Over the past 5 years, the MDBA has collaborated with the CSIRO, the Bureau of Meteorology, the Department of Climate Change and Energy Efficiency and the Victorian Department of Sustainability and Environment to establish the South Eastern Australian Climate Initiative, or SEACI. SEACI has produced 15 climate projections that extend out to 2030.

While we don’t know which of these is likely to eventuate, the range of climate projections has had a major influence on the decision to design a Basin Plan that is flexible and can be adapted to future climate conditions.

A draft Basin Plan that has inbuilt review and adjustment mechanisms is essential in this situation. As a legislative instrument, the Basin Plan will be reviewed at least every 10 years, and can be reviewed as frequently as every 5 years. This means that all aspects of the Plan – such as sustainable diversion limits, the environmental watering plan, salinity plan, trading rules, and risk management strategies – can be reviewed and adjusted at least every 10 years.

It’s very clear that while there are divergent views across the Basin about how water should be managed in the Basin and how climate change should be taken into account, there is also a consistent message that people want to get on with improving our management of water resources.
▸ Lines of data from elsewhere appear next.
use bevy::math::Vec3;
use serde::{Deserialize, Serialize};

use crate::gamebar::Collectable;
use crate::layout::PlacementId;
use crate::level::BuildingType;

/// Animation or effect a front-end should start. The core never waits on
/// the front-end; it schedules its own continuations with the same durations.
#[derive(Debug, Clone, PartialEq, Serialize, Deserialize)]
pub enum VisualCue {
    BuildingRaised {
        id: PlacementId,
        position: Vec3,
    },
    /// Lift then fly from the map into a slot
    CollectableFlyToSlot {
        id: PlacementId,
        slot: usize,
        from: Vec3,
        to: Vec3,
        duration: f32,
    },
    /// Compaction hop between slots
    CollectableJump {
        id: PlacementId,
        from_slot: usize,
        to_slot: usize,
        to: Vec3,
        duration: f32,
    },
    MergeStarted {
        building_type: BuildingType,
        ids: Vec<PlacementId>,
        target: Vec3,
        duration: f32,
    },
    DestroyFx {
        position: Vec3,
    },
    /// Red highlight on a pick the bar had no room for
    RejectFlash {
        id: PlacementId,
    },
    RejectFlashEnd {
        id: PlacementId,
    },
}

/// Continuations the composition root schedules on itself
#[derive(Debug, Clone, PartialEq)]
pub(crate) enum TimedAction {
    /// Fly-in or jump animation into this slot finished
    SlotSettled { slot: usize },
    /// One merged piece reached the merge point
    MergePieceArrived { piece: Collectable },
    DestroyFx { position: Vec3 },
    RejectFlashEnd { id: PlacementId },
}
We believe the quest to find the “perfect science” on climate change is not a reason to delay making a start in reforming our water management and getting more water flowing into the environment.

Our adaptive framework is designed in a way that allows new science to be brought forward and considered.

As an Authority, we need to ask: do we now have enough information to deliver a sound Basin Plan to the Minister to better coordinate and manage water use in the Murray-Darling?

We are very firmly of the belief that we do.

Could we do more work? Yes, we can always do more work. And that’s why we’ve set up an adaptive framework and opportunities to feed new information and ideas in the Basin Plan.

And we’ll continue working with experts in climate science as part of our future work program.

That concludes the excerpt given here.